**SUPPLIED INFORMATION**

——————————

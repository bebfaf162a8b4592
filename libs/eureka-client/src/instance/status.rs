use std::fmt;

use serde::{Deserialize, Serialize};

/// Lifecycle status the registry tracks for an instance.
#[derive(Debug, Clone, Copy, PartialEq, Eq, Hash, Serialize, Deserialize)]
#[serde(rename_all = "SCREAMING_SNAKE_CASE")]
pub enum InstanceStatus {
    Up,
    Down,
    Starting,
    OutOfService,
    Unknown,
}

impl InstanceStatus {
    /// Literal used on the wire (`UP`, `OUT_OF_SERVICE`, ...).
    #[must_use]
    pub const fn as_str(self) -> &'static str {
        match self {
            InstanceStatus::Up => "UP",
            InstanceStatus::Down => "DOWN",
            InstanceStatus::Starting => "STARTING",
            InstanceStatus::OutOfService => "OUT_OF_SERVICE",
            InstanceStatus::Unknown => "UNKNOWN",
        }
    }
}

impl fmt::Display for InstanceStatus {
    fn fmt(&self, f: &mut fmt::Formatter<'_>) -> fmt::Result {
        f.write_str(self.as_str())
    }
}
use serde_json::{Map, Value};

use super::metadata::Metadata;
use super::parameters::{ParamValue, Parameters};

pub const DEFAULT_DATA_CENTER_NAME: &str = "MyOwn";
pub const DEFAULT_DATA_CENTER_CLASS: &str =
    "com.netflix.appinfo.InstanceInfo$DefaultDataCenterInfo";
pub const AMAZON_DATA_CENTER_NAME: &str = "Amazon";
pub const AMAZON_DATA_CENTER_CLASS: &str = "com.netflix.appinfo.AmazonInfo";

/// Wire key naming the implementation class the registry uses to decode the block.
pub const CLASS_KEY: &str = "@class";

/// The `dataCenterInfo` block of an instance.
///
/// Only `name`, `@class` and `metadata` can be set; the default describes a
/// self-hosted ("MyOwn") deployment.
#[derive(Debug, Clone, PartialEq)]
pub struct DataCenterInfo {
    params: Parameters,
}

impl Default for DataCenterInfo {
    fn default() -> Self {
        Self {
            params: Parameters::new(),
        }
        .name(DEFAULT_DATA_CENTER_NAME)
        .class(DEFAULT_DATA_CENTER_CLASS)
    }
}

impl DataCenterInfo {
    #[must_use]
    pub fn new() -> Self {
        Self::default()
    }

    /// Preset for instances running on AWS.
    #[must_use]
    pub fn amazon() -> Self {
        Self::default()
            .name(AMAZON_DATA_CENTER_NAME)
            .class(AMAZON_DATA_CENTER_CLASS)
    }

    #[must_use]
    pub fn name(mut self, name: impl Into<String>) -> Self {
        self.params.set("name", name.into());
        self
    }

    #[must_use]
    pub fn class(mut self, class: impl Into<String>) -> Self {
        self.params.set(CLASS_KEY, class.into());
        self
    }

    /// Attach a snapshot of `metadata`.
    #[must_use]
    pub fn metadata(mut self, metadata: &Metadata) -> Self {
        self.params.set("metadata", metadata.export());
        self
    }

    #[must_use]
    pub fn get(&self, key: &str) -> Option<&ParamValue> {
        self.params.get(key)
    }

    #[must_use]
    pub fn export(&self) -> Map<String, Value> {
        self.params.export()
    }
}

——————————

**ABOUT THIS EXERCISE**
Retype the listing above in full, with no alterations.

**OUTPUT FOR THIS TASK**
repository bebfaf162a8b4592
filename libs/eureka-client/src/instance/status.rs
use std::fmt;

use serde::{Deserialize, Serialize};

/// Lifecycle status the registry tracks for an instance.
#[derive(Debug, Clone, Copy, PartialEq, Eq, Hash, Serialize, Deserialize)]
#[serde(rename_all = "SCREAMING_SNAKE_CASE")]
pub enum InstanceStatus {
    Up,
    Down,
    Starting,
    OutOfService,
    Unknown,
}

impl InstanceStatus {
    /// Literal used on the wire (`UP`, `OUT_OF_SERVICE`, ...).
    #[must_use]
    pub const fn as_str(self) -> &'static str {
        match self {
            InstanceStatus::Up => "UP",
            InstanceStatus::Down => "DOWN",
            InstanceStatus::Starting => "STARTING",
            InstanceStatus::OutOfService => "OUT_OF_SERVICE",
            InstanceStatus::Unknown => "UNKNOWN",
        }
    }
}

impl fmt::Display for InstanceStatus {
    fn fmt(&self, f: &mut fmt::Formatter<'_>) -> fmt::Result {
        f.write_str(self.as_str())
    }
}
use serde_json::{Map, Value};

use super::metadata::Metadata;
use super::parameters::{ParamValue, Parameters};

pub const DEFAULT_DATA_CENTER_NAME: &str = "MyOwn";
pub const DEFAULT_DATA_CENTER_CLASS: &str =
    "com.netflix.appinfo.InstanceInfo$DefaultDataCenterInfo";
pub const AMAZON_DATA_CENTER_NAME: &str = "Amazon";
pub const AMAZON_DATA_CENTER_CLASS: &str = "com.netflix.appinfo.AmazonInfo";

/// Wire key naming the implementation class the registry uses to decode the block.
pub const CLASS_KEY: &str = "@class";

/// The `dataCenterInfo` block of an instance.
///
/// Only `name`, `@class` and `metadata` can be set; the default describes a
/// self-hosted ("MyOwn") deployment.
#[derive(Debug, Clone, PartialEq)]
pub struct DataCenterInfo {
    params: Parameters,
}

impl Default for DataCenterInfo {
    fn default() -> Self {
        Self {
            params: Parameters::new(),
        }
        .name(DEFAULT_DATA_CENTER_NAME)
        .class(DEFAULT_DATA_CENTER_CLASS)
    }
}

impl DataCenterInfo {
    #[must_use]
    pub fn new() -> Self {
        Self::default()
    }

    /// Preset for instances running on AWS.
    #[must_use]
    pub fn amazon() -> Self {
        Self::default()
            .name(AMAZON_DATA_CENTER_NAME)
            .class(AMAZON_DATA_CENTER_CLASS)
    }

    #[must_use]
    pub fn name(mut self, name: impl Into<String>) -> Self {
        self.params.set("name", name.into());
        self
    }

    #[must_use]
    pub fn class(mut self, class: impl Into<String>) -> Self {
        self.params.set(CLASS_KEY, class.into());
        self
    }

    /// Attach a snapshot of `metadata`.
    #[must_use]
    pub fn metadata(mut self, metadata: &Metadata) -> Self {
        self.params.set("metadata", metadata.export());
        self
    }

    #[must_use]
    pub fn get(&self, key: &str) -> Option<&ParamValue> {
        self.params.get(key)
    }

    #[must_use]
    pub fn export(&self) -> Map<String, Value> {
        self.params.export()
    }
}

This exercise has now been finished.